Vazquez lost overall, despite the historic power of incumbency in Santa Monica elections. To Kousser, it’s one of several examples where voters split along racial lines, along with the 2004 and 2016 failed City Council campaigns by activist Maria Loya or her husband, Oscar de la Torre, among others.
It is not clear whether Vazquez will take the stand during the trial. Attorney Kevin Shenkman plans to depose him again this week but had difficulty scheduling a time because the Councilmember has hired a new attorney, separate from the ones provided by the City. A previous deposition revealed Vazquez’s wife, School Board member Maria Leon Vazquez, approved contracts that benefited his consulting clients. The Los Angeles District Attorney’s office is still investigating a potential conflict of interest.
Attorneys for the City said Kousser is wrong to only look at candidates with Latino surnames in his analysis. For example, Mayor Pro-Tempore Gleam Davis self-identifies as Latina, though she does not have a Spanish surname. They say Latinos also support white candidates who win in the at-large election system.
“The CVRA repeatedly makes plain that the touchstone of the racial-polarization analysis is not the race or ethnicity of the candidate, but instead the preference of the voters,” said a recent brief from attorneys at Gibson, Dunn and Crutcher, LLP, submitted to Judge Palazuelos.
Latinos make up roughly 13 percent of Santa Monica’s electorate. At trial, Palazuelos looked at a hypothetical Pico Neighborhood District that would be roughly 30 percent Latino. In a district-based system, voters could support one candidate from their neighborhood. Currently, all voters choose from a slate of candidates and have a say in each open seat.

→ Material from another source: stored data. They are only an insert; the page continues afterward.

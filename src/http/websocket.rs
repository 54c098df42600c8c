//! Live leaderboard over WebSocket.
//!
//! # Responsibilities
//! - Upgrade `/ws` requests
//! - Fan out leaderboard events to every connected socket
//! - Drain (and log) whatever clients send
//!
//! # Data Flow
//! ```text
//! handlers (register / questions / answers)
//!     → LeaderboardHub::publish (broadcast channel)
//!     → one send task per socket → client
//! ```
//!
//! # Design Decisions
//! - Broadcast channel: a slow socket skips missed events instead of blocking others
//! - Sockets close when the server shuts down

use axum::{
    extract::{
        ws::{Message, Utf8Bytes, WebSocket, WebSocketUpgrade},
        State,
    },
    response::IntoResponse,
};
use futures_util::{SinkExt, StreamExt};
use tokio::sync::broadcast;
use uuid::Uuid;

use crate::http::messages::ServerEvent;
use crate::http::server::AppState;
use crate::observability::metrics;
use crate::quiz::QuizSession;

/// Broadcast point for leaderboard updates.
#[derive(Clone)]
pub struct LeaderboardHub {
    tx: broadcast::Sender<ServerEvent>,
}

impl LeaderboardHub {
    pub fn new(capacity: usize) -> Self {
        let (tx, _) = broadcast::channel(capacity);
        Self { tx }
    }

    /// Send the session's current leaderboard to all sockets.
    pub fn publish(&self, session: &QuizSession) {
        let data = session.leaderboard();
        tracing::debug!(
            quiz_id = %session.id(),
            participants = data.len(),
            sockets = self.tx.receiver_count(),
            "Publishing leaderboard"
        );
        // No receivers is not an error: nobody is watching yet.
        let _ = self.tx.send(ServerEvent::ScoreLeaderboard {
            quiz_id: session.id().to_string(),
            data,
        });
    }

    pub fn subscribe(&self) -> broadcast::Receiver<ServerEvent> {
        self.tx.subscribe()
    }

    pub fn socket_count(&self) -> usize {
        self.tx.receiver_count()
    }
}

impl Default for LeaderboardHub {
    fn default() -> Self {
        Self::new(64)
    }
}

pub async fn ws_handler(ws: WebSocketUpgrade, State(state): State<AppState>) -> impl IntoResponse {
    ws.on_upgrade(move |socket| handle_socket(socket, state))
}

async fn handle_socket(stream: WebSocket, state: AppState) {
    let (mut sender, mut receiver) = stream.split();
    let mut rx = state.leaderboard.subscribe();
    let mut shutdown = state.shutdown.subscribe();

    let socket_id = Uuid::new_v4();
    metrics::ws_connected();
    tracing::info!(
        socket_id = %socket_id,
        sockets = state.leaderboard.socket_count(),
        "Leaderboard socket connected"
    );

    // task: send leaderboard events to this client
    let mut send_task = tokio::spawn(async move {
        loop {
            let event = match rx.recv().await {
                Ok(event) => event,
                Err(broadcast::error::RecvError::Lagged(skipped)) => {
                    tracing::warn!(socket_id = %socket_id, skipped, "Leaderboard socket lagging");
                    continue;
                }
                Err(broadcast::error::RecvError::Closed) => break,
            };
            let json = match serde_json::to_string(&event) {
                Ok(j) => j,
                Err(_) => continue,
            };
            if sender
                .send(Message::Text(Utf8Bytes::from(json)))
                .await
                .is_err()
            {
                break;
            }
        }
        let _ = sender.send(Message::Close(None)).await;
    });

    // task: drain client messages
    let mut recv_task = tokio::spawn(async move {
        while let Some(Ok(msg)) = receiver.next().await {
            match msg {
                Message::Text(text) => {
                    tracing::debug!(socket_id = %socket_id, text = %text.as_str(), "Received text message")
                }
                Message::Binary(bytes) => {
                    tracing::debug!(socket_id = %socket_id, len = bytes.len(), "Received binary message")
                }
                Message::Close(_) => break,
                _ => {}
            }
        }
    });

    tokio::select! {
        _ = &mut send_task => recv_task.abort(),
        _ = &mut recv_task => send_task.abort(),
        _ = shutdown.recv() => {
            recv_task.abort();
            send_task.abort();
        }
    }

    metrics::ws_disconnected();
    tracing::info!(socket_id = %socket_id, "Leaderboard socket closed");
}

#[cfg(test)]
mod tests {
    use super::*;

    #[tokio::test]
    async fn test_publish_reaches_subscribers() {
        let hub = LeaderboardHub::new(8);
        let mut rx = hub.subscribe();

        let session = QuizSession::new("quiz-01", Vec::new());
        session.add_participant("alice").unwrap();
        hub.publish(&session);

        let ServerEvent::ScoreLeaderboard { quiz_id, data } = rx.recv().await.unwrap();
        assert_eq!(quiz_id, "quiz-01");
        assert_eq!(data.len(), 1);
        assert_eq!(data[0].id, "alice");
    }

    #[test]
    fn test_publish_without_sockets() {
        let hub = LeaderboardHub::default();
        hub.publish(&QuizSession::new("quiz-01", Vec::new()));
        assert_eq!(hub.socket_count(), 0);
    }
}
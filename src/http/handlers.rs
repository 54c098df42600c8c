//! Quiz API handlers.

use axum::{
    extract::{rejection::JsonRejection, Query, State},
    Json,
};

use crate::http::error::{ApiError, ApiResult};
use crate::http::messages::{
    AnswersRequest, HealthResponse, QuestionsQuery, RegisterRequest, RegisterResponse,
};
use crate::http::server::AppState;
use crate::observability::metrics;
use crate::quiz::PublicQuestion;

/// `POST /quizzes/participant`
pub async fn register_participant(
    State(state): State<AppState>,
    body: Result<Json<RegisterRequest>, JsonRejection>,
) -> ApiResult<Json<RegisterResponse>> {
    let Json(request) = body.map_err(|e| {
        tracing::warn!(error = %e, "Error decoding request body");
        ApiError::bad_request(e.body_text())
    })?;

    if request.id.is_empty() {
        tracing::warn!("Missing participant ID");
        return Err(ApiError::bad_request("Participant ID is required"));
    }

    let session = state.registry.get(&request.quiz_id)?;
    session.add_participant(&request.id)?;
    metrics::record_registration(session.id());

    tracing::info!(
        participant_id = %request.id,
        quiz_id = %session.id(),
        "Participant registered"
    );
    state.leaderboard.publish(&session);

    Ok(Json(RegisterResponse {
        message: "Participant registered successfully".to_string(),
        participant_id: request.id,
        quiz_id: session.id().to_string(),
    }))
}

/// `GET /quizzes/questions?id=..&quiz_id=..`
pub async fn get_questions(
    State(state): State<AppState>,
    Query(query): Query<QuestionsQuery>,
) -> ApiResult<Json<Vec<PublicQuestion>>> {
    tracing::debug!(participant_id = %query.id, quiz_id = %query.quiz_id, "Questions requested");

    let session = state.registry.get(&query.quiz_id)?;
    session.participant(&query.id)?;

    state.leaderboard.publish(&session);

    Ok(Json(session.public_questions()))
}

/// `POST /quizzes/answers`
pub async fn submit_answers(
    State(state): State<AppState>,
    body: Result<Json<AnswersRequest>, JsonRejection>,
) -> ApiResult<Json<Vec<String>>> {
    let Json(request) = body.map_err(|e| {
        tracing::warn!(error = %e, "Error decoding request body");
        ApiError::bad_request(e.body_text())
    })?;

    let session = state.registry.get(&request.quiz_id)?;
    let participant = session.participant(&request.id)?;

    // Reject the whole batch before recording any of it.
    for question_id in request.answers.keys() {
        session.question(question_id)?;
    }

    for (question_id, answer) in &request.answers {
        let correct = session.submit_answer(&participant.id, question_id, answer)?;
        tracing::debug!(
            participant_id = %participant.id,
            question_id = %question_id,
            correct,
            "Answer recorded"
        );
    }

    state.leaderboard.publish(&session);

    Ok(Json(vec!["Answer submitted successfully!".to_string()]))
}

/// `GET /health`
pub async fn health() -> Json<HealthResponse> {
    Json(HealthResponse {
        status: "ok".to_string(),
        version: env!("CARGO_PKG_VERSION").to_string(),
    })
}
//! Configuration schema definitions.
//!
//! This module defines the complete configuration structure for the quiz server.
//! All types derive Serde traits for deserialization from config files.

use serde::{Deserialize, Serialize};

/// Base path the frontend is mounted under when nothing else is configured.
///
/// Taken from `QUIZ_BASE_URL` at build time, `/` otherwise.
pub const DEFAULT_BASE_URL: &str = match option_env!("QUIZ_BASE_URL") {
    Some(base) => base,
    None => "/",
};

/// Root configuration for the quiz server.
#[derive(Debug, Clone, Deserialize, Serialize)]
#[serde(default)]
pub struct AppConfig {
    /// Listener configuration (bind address).
    pub listener: ListenerConfig,

    /// Frontend routing settings.
    pub frontend: FrontendConfig,

    /// Cross-origin settings for the browser frontend.
    pub cors: CorsConfig,

    /// Timeout configuration.
    pub timeouts: TimeoutConfig,

    /// Observability settings.
    pub observability: ObservabilityConfig,

    /// Quizzes available at startup.
    pub quizzes: Vec<QuizConfig>,
}

impl Default for AppConfig {
    fn default() -> Self {
        Self {
            listener: ListenerConfig::default(),
            frontend: FrontendConfig::default(),
            cors: CorsConfig::default(),
            timeouts: TimeoutConfig::default(),
            observability: ObservabilityConfig::default(),
            quizzes: vec![QuizConfig::sample()],
        }
    }
}

/// Listener configuration.
#[derive(Debug, Clone, Deserialize, Serialize)]
#[serde(default)]
pub struct ListenerConfig {
    /// Bind address (e.g., "0.0.0.0:9090").
    pub bind_address: String,

    /// Maximum request body size in bytes.
    pub max_body_bytes: usize,
}

impl Default for ListenerConfig {
    fn default() -> Self {
        Self {
            bind_address: "0.0.0.0:9090".to_string(),
            max_body_bytes: 64 * 1024,
        }
    }
}

/// Frontend routing configuration.
#[derive(Debug, Clone, Deserialize, Serialize)]
#[serde(default)]
pub struct FrontendConfig {
    /// Base path for history-mode routing (e.g., "/" or "/app/").
    pub base_url: String,

    /// Page title used in the application shell.
    pub title: String,
}

impl Default for FrontendConfig {
    fn default() -> Self {
        Self {
            base_url: DEFAULT_BASE_URL.to_string(),
            title: "Quiz".to_string(),
        }
    }
}

/// CORS configuration.
#[derive(Debug, Clone, Deserialize, Serialize)]
#[serde(default)]
pub struct CorsConfig {
    /// Origins allowed to call the API.
    pub allowed_origins: Vec<String>,

    /// Allowed HTTP methods.
    pub allowed_methods: Vec<String>,

    /// Allowed request headers.
    pub allowed_headers: Vec<String>,
}

impl Default for CorsConfig {
    fn default() -> Self {
        Self {
            allowed_origins: vec!["http://localhost:5173".to_string()],
            allowed_methods: ["GET", "POST", "PUT", "DELETE"]
                .iter()
                .map(|m| m.to_string())
                .collect(),
            allowed_headers: vec!["content-type".to_string()],
        }
    }
}

/// Timeout configuration.
#[derive(Debug, Clone, Deserialize, Serialize)]
#[serde(default)]
pub struct TimeoutConfig {
    /// Request timeout (total time for request/response) in seconds.
    pub request_secs: u64,

    /// Grace period for draining connections on shutdown, in seconds.
    pub shutdown_secs: u64,
}

impl Default for TimeoutConfig {
    fn default() -> Self {
        Self {
            request_secs: 30,
            shutdown_secs: 10,
        }
    }
}

/// Observability configuration.
#[derive(Debug, Clone, Deserialize, Serialize)]
#[serde(default)]
pub struct ObservabilityConfig {
    /// Log level (trace, debug, info, warn, error).
    pub log_level: String,

    /// Enable metrics endpoint.
    pub metrics_enabled: bool,

    /// Metrics endpoint bind address.
    pub metrics_address: String,
}

impl Default for ObservabilityConfig {
    fn default() -> Self {
        Self {
            log_level: "info".to_string(),
            metrics_enabled: false,
            metrics_address: "0.0.0.0:9100".to_string(),
        }
    }
}

/// A quiz and its questions.
#[derive(Debug, Clone, Deserialize, Serialize)]
pub struct QuizConfig {
    /// Quiz identifier participants join with.
    pub id: String,

    /// Questions in presentation order.
    #[serde(default)]
    pub questions: Vec<QuestionConfig>,
}

impl QuizConfig {
    /// The quiz served when no quizzes are configured.
    pub fn sample() -> Self {
        Self {
            id: "quiz-01".to_string(),
            questions: vec![
                QuestionConfig {
                    id: "question-1".to_string(),
                    text: "What is the capital of France?".to_string(),
                    options: vec!["Paris".into(), "London".into(), "Berlin".into()],
                    correct: "Paris".to_string(),
                },
                QuestionConfig {
                    id: "question-2".to_string(),
                    text: "What is the largest planet in our solar system?".to_string(),
                    options: vec!["Earth".into(), "Saturn".into(), "Jupiter".into()],
                    correct: "Jupiter".to_string(),
                },
            ],
        }
    }
}

/// A single multiple-choice question.
#[derive(Debug, Clone, Deserialize, Serialize)]
pub struct QuestionConfig {
    pub id: String,
    pub text: String,
    pub options: Vec<String>,
    /// Must be one of `options`.
    pub correct: String,
}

“Santa Monica voters have adopted an at-large election system and twice rejected a proposed move to districts,” said Chief Communications Officer Debbie Lee in an email to the Daily Press. “Plaintiffs bear a heavy burden to overturn the will of the voters; the City believes the facts will demonstrate that they cannot meet that burden here.”
Both sides agree the case will likely come down to expert testimony. Attorneys for the City will cross-examine Kousser Wednesday.
Activist Oscar de la Torre will likely take the stand this week to testify on his experience running for City Council. The City says the Santa Monica-Malibu School Board purposefully lost his 2016 bid for the Council to win this lawsuit.
It is not known how the trial will impact the November ballot, should Judge Palazuelos find racially polarized voting in Santa Monica. More than a dozen potential candidates have already pulled papers to begin the process of running for a seat. Two candidates, Residocracy leaders Armen Melkonians and Kate Bransfield, dropped out of the race earlier this week citing uncertainty caused by the litigation.